Suddenly her eyes went wide and she exclaimed, "Rex, is that poor creature a bird?!"

He looked down at his lab bench and said, "Does this mean you've given up on disputing my claim?"

"Don't change the subject. You have ten seconds to convince me you are not a monster."

At this point I got curious, and craned my neck to see what the fuss was. On the bench, held down with clamps, there was something that might or might not have been biological. I hadn't noticed it before.

Rex began speaking immediately. "I have caught several birds to test the oft-quoted but ill-tested wisdom that birds can detect magnetic fields with the sophistication and natural ease that millions of years of evolution necessarily brings to animal senses. I do not kill the birds, and when they are done I improve them as a way of making up for the experience." He then stopped, contented that he had proven that he was not a monster. I should keep track of the incidents in which Rex scares me.

His assistant looked as ill as I felt. "Is this because that bird stole your hat yesterday?"

"No."

She buried her head in her hands and exhaled, as if frustrated from talking to a brick wall, stubborn child, or rationalist. After a moment she looked up again, visibly prepared for the worst, and asked "Improve them how?"

"Gut fauna. They're able to more efficiently digest some of the previously insoluble detritus on which modern city birds live. I also gave them immunities they didn't have before. Aren't you going to ask me what I discovered?"

For a moment I thought his assistant would break, snap at him in an entirely justified rage. But instead she simply put a hand on his arm and said, "I'm worried about you."

He was long gone. His eyes had darted over to a monitor, on which the City from a quite literally birds-eye view was displayed. Around one particular area of downtown, there was a throbbing rainbow of color, obviously localized on the scenery, not the retina of the bird. Whenever the field of view shifted, the blob would follow the buildings. "Would you look at this! This is an anomalous reading if I've ever found one. Let's go investigate."

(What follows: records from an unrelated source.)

//! In-memory document store
//!
//! Implements every repository trait over a single `Dataset`, which is also
//! the on-disk JSON layout used by the command line runner.

use crate::error::{EngineError, Result};
use crate::repository::{
    GameRepository, ProgressSink, RankingReader, RankingWriter, RosterRepository, RoundStore,
};
use crate::types::{
    CalculatedRoundRecord, Game, PlayerId, PlayerRef, ProgressRecord, RankingDocument, RoundId,
    RunId, Season, SeasonId, Team, WeeklySnapshot,
};
use anyhow::Context;
use async_trait::async_trait;
use serde::{Deserialize, Serialize};
use std::collections::{BTreeMap, HashMap, HashSet};
use std::path::Path;
use std::sync::RwLock;
use tracing::debug;

/// Every collection the engine reads or writes
#[derive(Debug, Clone, Default, Serialize, Deserialize)]
#[serde(default)]
pub struct Dataset {
    pub seasons: Vec<Season>,
    pub teams: Vec<Team>,
    /// Game log in document order
    pub games: Vec<Game>,
    pub rankings: BTreeMap<PlayerId, RankingDocument>,
    /// Append-only, oldest first
    pub snapshots: Vec<WeeklySnapshot>,
    pub calculated_rounds: Vec<CalculatedRoundRecord>,
    pub progress: Option<ProgressRecord>,
}

impl Dataset {
    /// Read a dataset from a JSON file
    pub fn from_file(path: &Path) -> Result<Self> {
        let raw = std::fs::read_to_string(path)
            .with_context(|| format!("Failed to read data file {}", path.display()))?;
        let dataset = serde_json::from_str(&raw)
            .with_context(|| format!("Failed to parse data file {}", path.display()))?;
        Ok(dataset)
    }

    /// Write the dataset as pretty JSON
    pub fn write_file(&self, path: &Path) -> Result<()> {
        let raw = serde_json::to_string_pretty(self)?;
        std::fs::write(path, raw)
            .with_context(|| format!("Failed to write data file {}", path.display()))?;
        Ok(())
    }
}

/// Thread-safe in-memory store
#[derive(Debug, Default)]
pub struct InMemoryStore {
    data: RwLock<Dataset>,
    /// Season id -> run currently holding it
    locks: RwLock<HashMap<SeasonId, RunId>>,
}

impl InMemoryStore {
    pub fn new() -> Self {
        Self::default()
    }

    pub fn from_dataset(dataset: Dataset) -> Self {
        Self {
            data: RwLock::new(dataset),
            locks: RwLock::new(HashMap::new()),
        }
    }

    /// Copy of the current contents
    pub fn dataset(&self) -> Result<Dataset> {
        Ok(self.read()?.clone())
    }

    pub fn insert_season(&self, season: Season) -> Result<()> {
        self.write()?.seasons.push(season);
        Ok(())
    }

    pub fn insert_team(&self, team: Team) -> Result<()> {
        self.write()?.teams.push(team);
        Ok(())
    }

    /// Append a game to the log, after every game already present
    pub fn insert_game(&self, game: Game) -> Result<()> {
        self.write()?.games.push(game);
        Ok(())
    }

    pub fn snapshots(&self) -> Result<Vec<WeeklySnapshot>> {
        Ok(self.read()?.snapshots.clone())
    }

    pub fn calculated_records(&self) -> Result<Vec<CalculatedRoundRecord>> {
        Ok(self.read()?.calculated_rounds.clone())
    }

    pub fn progress(&self) -> Result<Option<ProgressRecord>> {
        Ok(self.read()?.progress.clone())
    }

    fn read(&self) -> Result<std::sync::RwLockReadGuard<'_, Dataset>> {
        self.data.read().map_err(|_| {
            EngineError::InternalError {
                message: "Failed to acquire store read lock".to_string(),
            }
            .into()
        })
    }

    fn write(&self) -> Result<std::sync::RwLockWriteGuard<'_, Dataset>> {
        self.data.write().map_err(|_| {
            EngineError::InternalError {
                message: "Failed to acquire store write lock".to_string(),
            }
            .into()
        })
    }
}

#[async_trait]
impl GameRepository for InMemoryStore {
    async fn seasons(&self) -> Result<Vec<Season>> {
        Ok(self.read()?.seasons.clone())
    }

    async fn season(&self, season_id: &str) -> Result<Option<Season>> {
        Ok(self
            .read()?
            .seasons
            .iter()
            .find(|s| s.id == season_id)
            .cloned())
    }

    async fn games(&self, season_id: &str) -> Result<Vec<Game>> {
        Ok(self
            .read()?
            .games
            .iter()
            .filter(|g| g.season_id == season_id)
            .cloned()
            .collect())
    }

    async fn teams(&self, season_id: &str) -> Result<Vec<Team>> {
        Ok(self
            .read()?
            .teams
            .iter()
            .filter(|t| t.season_id == season_id)
            .cloned()
            .collect())
    }
}

#[async_trait]
impl RosterRepository for InMemoryStore {
    async fn roster(&self, team_id: &str) -> Result<Option<Vec<PlayerRef>>> {
        Ok(self
            .read()?
            .teams
            .iter()
            .find(|t| t.id == team_id)
            .map(|t| t.roster.clone()))
    }
}

#[async_trait]
impl RankingWriter for InMemoryStore {
    async fn commit_batch(&self, batch: Vec<RankingDocument>) -> Result<()> {
        let mut data = self.write()?;
        for document in batch {
            data.rankings.insert(document.player_id.clone(), document);
        }
        Ok(())
    }

    async fn append_snapshot(&self, snapshot: WeeklySnapshot) -> Result<()> {
        debug!(
            "Appending snapshot for season {} week {}",
            snapshot.season_id, snapshot.week
        );
        self.write()?.snapshots.push(snapshot);
        Ok(())
    }
}

#[async_trait]
impl RankingReader for InMemoryStore {
    async fn current_rankings(&self) -> Result<HashMap<PlayerId, RankingDocument>> {
        Ok(self
            .read()?
            .rankings
            .iter()
            .map(|(id, doc)| (id.clone(), doc.clone()))
            .collect())
    }

    async fn latest_snapshot(&self) -> Result<Option<WeeklySnapshot>> {
        Ok(self.read()?.snapshots.last().cloned())
    }
}

#[async_trait]
impl RoundStore for InMemoryStore {
    async fn calculated_rounds(&self, season_ids: &[SeasonId]) -> Result<HashSet<RoundId>> {
        Ok(self
            .read()?
            .calculated_rounds
            .iter()
            .filter(|r| season_ids.contains(&r.season_id))
            .map(|r| r.round_id)
            .collect())
    }

    async fn mark_calculated(&self, records: Vec<CalculatedRoundRecord>) -> Result<()> {
        let mut data = self.write()?;
        for record in records {
            data.calculated_rounds
                .retain(|r| !(r.round_id == record.round_id && r.season_id == record.season_id));
            data.calculated_rounds.push(record);
        }
        Ok(())
    }

    async fn reset(&self, season_ids: &[SeasonId]) -> Result<()> {
        self.write()?
            .calculated_rounds
            .retain(|r| !season_ids.contains(&r.season_id));
        Ok(())
    }

    async fn acquire_lock(&self, season_ids: &[SeasonId], run_id: RunId) -> Result<()> {
        let mut locks = self
            .locks
            .write()
            .map_err(|_| EngineError::InternalError {
                message: "Failed to acquire run lock table".to_string(),
            })?;

        if let Some(held) = season_ids
            .iter()
            .find(|id| locks.get(*id).is_some_and(|holder| *holder != run_id))
        {
            return Err(EngineError::RunInProgress {
                season_id: held.clone(),
            }
            .into());
        }

        for season_id in season_ids {
            locks.insert(season_id.clone(), run_id);
        }
        Ok(())
    }

    async fn release_lock(&self, run_id: RunId) -> Result<()> {
        let mut locks = self
            .locks
            .write()
            .map_err(|_| EngineError::InternalError {
                message: "Failed to acquire run lock table".to_string(),
            })?;
        locks.retain(|_, holder| *holder != run_id);
        Ok(())
    }
}

#[async_trait]
impl ProgressSink for InMemoryStore {
    async fn report(&self, record: ProgressRecord) -> Result<()> {
        self.write()?.progress = Some(record);
        Ok(())
    }
}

"Rex, why would I come with you?"

"Because you want to know what that blob of intense changing magnetic field covering a large region of downtown is just as much as I do. Also, you have yet to ride my new motorcycle."

It was true. As soon as he called her attention to it, she'd been at war with herself, her eyes darting between the monitor and her own clenched fists. No one should have to live that way, and I have no idea why she sticks with him, but sure as clockwork she shook her head, sighed, and said, "I'll go get my helmet."

As they left, she began to say something like "if you accumulate things about which I'll never forgive you faster than our own interpersonal growth..."

They arrived back late that night. They'd found and neutralized a cult of disgruntled City Transit bus drivers who were trying to summon some ancient terror or another. It made quite a story.